• **EXERCISE AIM**: Please repeat the listing exactly, starting at its first line and stopping after the line that contains "only the API".

Top of MATERIAL FOR THE TASK

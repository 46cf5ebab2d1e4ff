use std::sync::Arc;
use std::time::Duration;

use anyhow::{Context, Result};
use clap::{Parser, Subcommand};

use rex_aggregator::HttpAggregatorClient;
use rex_audit::AuditWriter;
use rex_chain::SolanaChainClient;
use rex_price::{HttpPriceFeed, PriceOracle};
use rex_runtime::{run_until_shutdown, Scheduler};
use rex_strategy::FixedStrategy;

/// Birdeye-style primary price feed base URL. Not part of `AppConfig`
/// because it names the upstream service, not a per-deployment secret —
/// only the API key (`price_primary_key`) is configuration.
const PRIMARY_PRICE_FEED_BASE_URL: &str = "https://public-api.birdeye.so/defi/price";

#[derive(Parser)]
#[command(name = "rex")]
#[command(about = "Solana DEX trade execution core", long_about = None)]
struct Cli {
    #[command(subcommand)]
    cmd: Commands,
}

#[derive(Subcommand)]
enum Commands {
    /// Run the tick loop until SIGINT/SIGTERM, then flatten all positions.
    Run {
        #[arg(long = "config", required = true)]
        config_paths: Vec<String>,
        /// Path to a Solana JSON keypair file. Defaults to $REX_KEYPAIR_PATH.
        #[arg(long)]
        keypair: Option<String>,
    },

    /// Compute the layered config hash and print the canonical JSON, without
    /// starting anything.
    ConfigHash {
        #[arg(required = true)]
        paths: Vec<String>,
    },

    /// Run a fixed number of ticks with dry_run forced on, regardless of
    /// what the config says, and exit. Useful for validating a config and a
    /// strategy wiring against live prices without ever signing anything.
    DryRun {
        #[arg(long = "config", required = true)]
        config_paths: Vec<String>,
        #[arg(long, default_value_t = 1)]
        ticks: u32,
        #[arg(long)]
        keypair: Option<String>,
    },
}

#[tokio::main]
async fn main() -> Result<()> {
    dotenvy::dotenv().ok();
    tracing_subscriber::fmt()
        .with_env_filter(tracing_subscriber::EnvFilter::from_default_env())
        .init();

    let cli = Cli::parse();

    match cli.cmd {
        Commands::ConfigHash { paths } => {
            let path_refs: Vec<&str> = paths.iter().map(|s| s.as_str()).collect();
            let loaded = rex_config::load_layered_yaml(&path_refs)?;
            println!("config_hash={}", loaded.config_hash);
            println!("{}", loaded.canonical_json);
            Ok(())
        }

        Commands::Run { config_paths, keypair } => {
            let (mut scheduler, tick_interval_s) = boot(&config_paths, keypair, false).await?;
            run_until_shutdown(&mut scheduler, Duration::from_secs(tick_interval_s)).await?;
            tracing::info!(final_state = ?scheduler.engine_state(), "rex run exited cleanly");
            Ok(())
        }

        Commands::DryRun { config_paths, ticks, keypair } => {
            let (mut scheduler, _tick_interval_s) = boot(&config_paths, keypair, true).await?;
            for i in 1..=ticks {
                scheduler.run_tick().await.with_context(|| format!("tick {i} failed"))?;
                tracing::info!(tick = i, engine_state = ?scheduler.engine_state(), "dry-run tick complete");
            }
            Ok(())
        }
    }
}

/// Shared boot path for `run` and `dry-run`: load config, wire up the live
/// Solana/Jupiter bindings, construct the scheduler. `force_dry_run` is set
/// by `dry-run` regardless of what the config file says. Returns the
/// configured tick interval alongside the scheduler since `run_until_shutdown`
/// needs it but owns no config itself.
async fn boot(
    config_paths: &[String],
    keypair_path: Option<String>,
    force_dry_run: bool,
) -> Result<(Scheduler<SolanaChainClient>, u64)> {
    let path_refs: Vec<&str> = config_paths.iter().map(|s| s.as_str()).collect();
    let (mut config, _loaded) = rex_config::load_app_config(&path_refs).context("failed to load config")?;
    if force_dry_run {
        config.dry_run = true;
    }

    let keypair_path = keypair_path
        .or_else(|| std::env::var("REX_KEYPAIR_PATH").ok())
        .context("no --keypair given and REX_KEYPAIR_PATH is not set")?;
    let signer: Arc<dyn solana_sdk::signer::Signer + Send + Sync> = Arc::new(
        solana_sdk::signature::read_keypair_file(&keypair_path)
            .map_err(|e| anyhow::anyhow!("failed to read keypair at {keypair_path}: {e}"))?,
    );

    let chain = Arc::new(SolanaChainClient::new(config.rpc_url.clone(), signer.clone()));

    let primary = Arc::new(HttpPriceFeed::new(
        "primary",
        PRIMARY_PRICE_FEED_BASE_URL.to_string(),
        Some(config.price_primary_key.clone()),
    ));
    let secondary = Arc::new(HttpPriceFeed::new("secondary", config.price_secondary_base_url.clone(), None));
    let bounds: std::collections::HashMap<String, rex_schemas::PriceBounds> = config.bounds.clone().into_iter().collect();
    let oracle = Arc::new(PriceOracle::new(primary, secondary, bounds, chrono::Duration::seconds(config.price_ttl_s as i64)));

    let aggregator: Arc<dyn rex_aggregator::AggregatorClient> =
        Arc::new(HttpAggregatorClient::new(config.aggregator_base_url.clone(), 3));

    // Indicator logic (RSI, mean-reversion, or otherwise) is a deployment's
    // own responsibility; this binary ships only the deterministic strategy
    // boundary. A real strategy implements `rex_strategy::StrategySignal`
    // and is wired in here in place of `FixedStrategy`.
    let strategy: Arc<dyn rex_strategy::StrategySignal> = Arc::new(FixedStrategy::new(0));

    let audit_path = std::env::var("REX_AUDIT_LOG_PATH").unwrap_or_else(|_| "./rex-audit.jsonl".to_string());
    let audit = AuditWriter::new(audit_path, true).context("failed to open audit log")?;

    let tick_interval_s = config.tick_interval_s;
    let scheduler = Scheduler::new(config, chain, signer, oracle, aggregator, strategy, audit);
    Ok((scheduler, tick_interval_s))
}
//! Trait boundary between the execution core and whatever indicator logic a
//! concrete strategy supplies. No indicator math (RSI, mean-reversion, or
//! otherwise) lives in this workspace — only the boundary and a deterministic
//! test double used to exercise the tick loop.

use async_trait::async_trait;

use rex_schemas::PricePoint;

#[derive(Debug, Clone, Copy, PartialEq, Eq)]
pub enum Signal {
    Long,
    Flat,
}

/// Implementations keep whatever indicator state they need internally;
/// this core never inspects it.
#[async_trait]
pub trait StrategySignal: Send + Sync {
    /// Feeds a fresh price into indicator state. Called every tick for every
    /// pair with a valid price, regardless of position status, so exit
    /// signals stay fresh even while a position is open.
    async fn on_price(&self, pair_identity: &str, price: &PricePoint);

    /// Consulted only when `can_enter(pair)` is true.
    async fn entry_signal(&self, pair_identity: &str) -> Signal;

    /// Consulted only when `can_exit(pair)` is true. `None` means hold.
    /// The returned reason is an opaque human-readable string surfaced in
    /// the audit log, never interpreted by the core.
    async fn exit_signal(&self, pair_identity: &str, price: &PricePoint) -> Option<String>;

    /// Consulted once per BUY intent to size the trade.
    async fn size_trade(&self, pair_identity: &str, equity: f64, price: f64) -> i64;
}

/// Deterministic test double: returns whatever was configured for a pair,
/// with no internal indicator state. The only concrete `StrategySignal`
/// this workspace ships.
pub struct FixedStrategy {
    entries: std::collections::HashMap<String, Signal>,
    exits: std::collections::HashMap<String, Option<String>>,
    fixed_size_base: i64,
}

impl FixedStrategy {
    pub fn new(fixed_size_base: i64) -> Self {
        Self {
            entries: std::collections::HashMap::new(),
            exits: std::collections::HashMap::new(),
            fixed_size_base,
        }
    }

    pub fn set_entry(&mut self, pair_identity: impl Into<String>, signal: Signal) {
        self.entries.insert(pair_identity.into(), signal);
    }

    pub fn set_exit(&mut self, pair_identity: impl Into<String>, reason: Option<String>) {
        self.exits.insert(pair_identity.into(), reason);
    }
}

#[async_trait]
impl StrategySignal for FixedStrategy {
    async fn on_price(&self, _pair_identity: &str, _price: &PricePoint) {}

    async fn entry_signal(&self, pair_identity: &str) -> Signal {
        self.entries.get(pair_identity).copied().unwrap_or(Signal::Flat)
    }

    async fn exit_signal(&self, pair_identity: &str, _price: &PricePoint) -> Option<String> {
        self.exits.get(pair_identity).cloned().flatten()
    }

    async fn size_trade(&self, _pair_identity: &str, _equity: f64, _price: f64) -> i64 {
        self.fixed_size_base
    }
}

#[cfg(test)]
mod tests {
    use super::*;

    #[tokio::test]
    async fn fixed_strategy_returns_configured_entry_signal() {
        let mut s = FixedStrategy::new(100_000_000);
        s.set_entry("SOL/USDC", Signal::Long);
        assert_eq!(s.entry_signal("SOL/USDC").await, Signal::Long);
        assert_eq!(s.entry_signal("JUP/USDC").await, Signal::Flat);
    }

    #[tokio::test]
    async fn fixed_strategy_returns_configured_exit_reason() {
        let mut s = FixedStrategy::new(1);
        s.set_exit("SOL/USDC", Some("target_reached".to_string()));
        let price = PricePoint {
            pair_identity: "SOL/USDC".to_string(),
            price: 100.0,
            captured_at: chrono::Utc::now(),
            source: rex_schemas::PriceSource::Primary,
            base_decimals: 9,
            quote_decimals: 6,
        };
        assert_eq!(s.exit_signal("SOL/USDC", &price).await, Some("target_reached".to_string()));
    }
}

Bottom of MATERIAL FOR THE TASK

• **TASK OUTPUT**:
repository 46cf5ebab2d1e4ff
use std::sync::Arc;
use std::time::Duration;

use anyhow::{Context, Result};
use clap::{Parser, Subcommand};

use rex_aggregator::HttpAggregatorClient;
use rex_audit::AuditWriter;
use rex_chain::SolanaChainClient;
use rex_price::{HttpPriceFeed, PriceOracle};
use rex_runtime::{run_until_shutdown, Scheduler};
use rex_strategy::FixedStrategy;

/// Birdeye-style primary price feed base URL. Not part of `AppConfig`
/// because it names the upstream service, not a per-deployment secret —
/// only the API key (`price_primary_key`) is configuration.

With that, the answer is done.